Review: The Woman in the Window by A.J. Finn
The Woman in the Window by A. J. Finn
3 of 5 stars
Anna Fox lives alone, a recluse in her New York City home, unable to venture outside. She spends her day drinking wine (maybe too much), watching old movies, recalling happier times . . . and spying on her neighbors.
Then the Russells move into the house across the way: a father, a mother and their teenage son. The perfect family. But when Anna, gazing out her window one night, sees something she shouldn’t, her world begins to crumble and its shocking secrets are laid bare.
What is real? What is imagined? Who is in danger? Who is in control? In this diabolically gripping thriller, no one—and nothing—is what it seems.
Back to a favorite genre after a while. The Woman in the Window is a psychological thriller – suburban noir, you could say. Not exactly domestic noir, though. These sub-types of psychological thrillers are sometimes a bit much in terms of specificity/precision/minutiae, but I think they do help narrow it down when you’re looking for something specific to read.
So about the story- well written, starts off at a medium pace but gets more and more fast paced as the story progresses, which I think is a hallmark of this genre at this point. There was a twist i saw coming after a point, and one I totally did not see coming because I was pretty blindsided by the rest of it.

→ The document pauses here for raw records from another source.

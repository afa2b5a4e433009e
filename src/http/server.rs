//! HTTP server setup and configuration.
//!
//! # Responsibilities
//! - Create the Axum router from the endpoint configuration
//! - Wire up middleware (tracing, body limit, request ID)
//! - Bind server to listener with client address info
//! - Drain in-flight requests on shutdown

use std::net::SocketAddr;
use std::sync::Arc;

use axum::Router;
use tokio::net::TcpListener;
use tower_http::{
    limit::RequestBodyLimitLayer,
    request_id::{MakeRequestUuid, PropagateRequestIdLayer, SetRequestIdLayer},
    trace::TraceLayer,
};

use crate::config::GatewayConfig;
use crate::lifecycle::Shutdown;
use crate::proxy::{HttpProxyFactory, ProxyFactory};
use crate::render::RenderRegistry;
use crate::routing::{build_router, Registration};

/// HTTP server for the gateway.
pub struct GatewayServer {
    config: GatewayConfig,
    renders: Arc<RenderRegistry>,
    factory: Arc<dyn ProxyFactory>,
}

impl GatewayServer {
    pub fn new(config: GatewayConfig) -> Self {
        Self {
            config,
            renders: Arc::new(RenderRegistry::new()),
            factory: Arc::new(HttpProxyFactory::new()),
        }
    }

    /// Share a registry so renderers registered later still apply.
    pub fn with_render_registry(mut self, renders: Arc<RenderRegistry>) -> Self {
        self.renders = renders;
        self
    }

    pub fn with_proxy_factory(mut self, factory: Arc<dyn ProxyFactory>) -> Self {
        self.factory = factory;
        self
    }

    pub fn render_registry(&self) -> Arc<RenderRegistry> {
        self.renders.clone()
    }

    pub fn config(&self) -> &GatewayConfig {
        &self.config
    }

    /// Build the Axum router with all middleware layers.
    pub fn router(&self) -> (Router, Registration) {
        let (router, registration) =
            build_router(&self.config, self.factory.as_ref(), self.renders.clone());
        let router = router
            .layer(RequestBodyLimitLayer::new(self.config.listener.max_body_size))
            .layer(PropagateRequestIdLayer::x_request_id())
            .layer(TraceLayer::new_for_http())
            .layer(SetRequestIdLayer::x_request_id(MakeRequestUuid));
        (router, registration)
    }

    /// Serve until `shutdown` triggers, then drain in-flight requests.
    pub async fn run(self, listener: TcpListener, shutdown: Shutdown) -> Result<(), std::io::Error> {
        let addr = listener.local_addr()?;
        let (router, registration) = self.router();

        tracing::info!(
            address = %addr,
            endpoints = registration.registered.len(),
            "HTTP server starting"
        );

        let app = router.into_make_service_with_connect_info::<SocketAddr>();
        axum::serve(listener, app)
            .with_graceful_shutdown(shutdown.wait())
            .await?;

        tracing::info!("HTTP server stopped");
        Ok(())
    }
}
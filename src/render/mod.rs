//! Response renderers.
//!
//! # Data Flow
//! ```text
//! Startup:
//!     built-ins (json, json-collection, string, no-op)
//!     + RenderRegistry::register (custom renderers, any time)
//!
//! Per request (http::handler):
//!     output_encoding + backend encodings → RenderRegistry::select → Render
//!     Render + Option<ProxyResponse> → client response body
//! ```
//!
//! # Design Decisions
//! - Unknown names fall back to JSON, or to the single backend's encoding
//! - Lookups are per request, so late registrations apply to new requests
//! - A renderer only writes the body after it has serialized successfully

mod builtin;

use std::collections::HashMap;
use std::fmt;
use std::sync::{Arc, PoisonError, RwLock};

use axum::response::Response;
use thiserror::Error;

use crate::proxy::ProxyResponse;

pub const JSON: &str = "json";
pub const JSON_COLLECTION: &str = "json-collection";
pub const STRING: &str = "string";
pub const NOOP: &str = "no-op";

#[derive(Debug, Error)]
pub enum RenderError {
    #[error("failed to serialize response: {0}")]
    Serialize(#[from] serde_json::Error),

    #[error("nothing to render")]
    EmptyResponse,

    #[error("{0}")]
    Custom(String),
}

/// Writes a `ProxyResponse` (or its absence) into a client response.
pub trait Renderer: Send + Sync {
    fn render(&self, out: &mut Response, response: Option<ProxyResponse>) -> Result<(), RenderError>;
}

impl<F> Renderer for F
where
    F: Fn(&mut Response, Option<ProxyResponse>) -> Result<(), RenderError> + Send + Sync,
{
    fn render(&self, out: &mut Response, response: Option<ProxyResponse>) -> Result<(), RenderError> {
        self(out, response)
    }
}

/// A renderer resolved from the registry.
#[derive(Clone)]
pub enum Render {
    Json,
    JsonCollection,
    String,
    Noop,
    Custom(Arc<dyn Renderer>),
}

impl Render {
    pub fn render(&self, out: &mut Response, response: Option<ProxyResponse>) -> Result<(), RenderError> {
        match self {
            Render::Json => builtin::json(out, response),
            Render::JsonCollection => builtin::json_collection(out, response),
            Render::String => builtin::string(out, response),
            Render::Noop => builtin::noop(out, response),
            Render::Custom(renderer) => renderer.render(out, response),
        }
    }
}

impl fmt::Debug for Render {
    fn fmt(&self, f: &mut fmt::Formatter<'_>) -> fmt::Result {
        match self {
            Render::Json => f.write_str("Json"),
            Render::JsonCollection => f.write_str("JsonCollection"),
            Render::String => f.write_str("String"),
            Render::Noop => f.write_str("Noop"),
            Render::Custom(_) => f.write_str("Custom"),
        }
    }
}

/// Thread-safe map of renderer names to renderers.
pub struct RenderRegistry {
    renders: RwLock<HashMap<String, Render>>,
}

impl RenderRegistry {
    /// A registry holding the four built-in renderers.
    pub fn new() -> Self {
        let renders = HashMap::from([
            (JSON.to_string(), Render::Json),
            (JSON_COLLECTION.to_string(), Render::JsonCollection),
            (STRING.to_string(), Render::String),
            (NOOP.to_string(), Render::Noop),
        ]);
        Self {
            renders: RwLock::new(renders),
        }
    }

    /// Add or replace a renderer.
    pub fn register(&self, name: impl Into<String>, renderer: impl Renderer + 'static) {
        let name = name.into();
        tracing::debug!(render = %name, "Registering renderer");
        self.renders
            .write()
            .unwrap_or_else(PoisonError::into_inner)
            .insert(name, Render::Custom(Arc::new(renderer)));
    }

    pub fn get(&self, name: &str) -> Option<Render> {
        self.renders
            .read()
            .unwrap_or_else(PoisonError::into_inner)
            .get(name)
            .cloned()
    }

    /// Pick the renderer for an endpoint.
    ///
    /// The fallback is JSON, or the encoding of the only backend when one is
    /// registered under that name. `output_encoding` wins when registered.
    pub fn select(&self, output_encoding: Option<&str>, backend_encodings: &[&str]) -> Render {
        let mut fallback = Render::Json;
        if let [encoding] = backend_encodings {
            if let Some(render) = self.get(encoding) {
                fallback = render;
            }
        }

        match output_encoding {
            Some(name) if !name.is_empty() => self.get(name).unwrap_or(fallback),
            _ => fallback,
        }
    }
}

impl Default for RenderRegistry {
    fn default() -> Self {
        Self::new()
    }
}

As in the vein of psychological thrillers in general, I can’t discuss much about the plot without risking spoilers, so I’ll stick to characters and general themes. However, I will mention one thing – Anna is an unreliable narrator. However, instead of this being a plot twist/spoiler, it’s a fact that’s woven into the fabric of this story from the very beginning. So what’s true and what’s not is up to you to figure out. Another book with an obvious unreliable narrator is The Girl on the Train, but I liked this book better.
Also, Agora is such an important part of the plot and her life, plus a really cool concept. I wonder if any similar groups exist for agoraphobia support.
Another thing I really liked about this book is how it humanizes the people in the story. For thrillers, it’s often hard to balance the story with the fact that they’re talking about people with emotions and different ways to handle and deal with things.
Apart from the thriller/noir part of the story, I liked how they showed how alone someone can be, even with a support system that genuinely cares about them. It also brings up how hard it is to change unless you really truly want to, and sometimes you don’t want to for whatever reason and that’s okay too. It’s okay to take your time.
I saw the movie immediately after but that’s a different post. I’ll link back here once I’m done ruminating over this.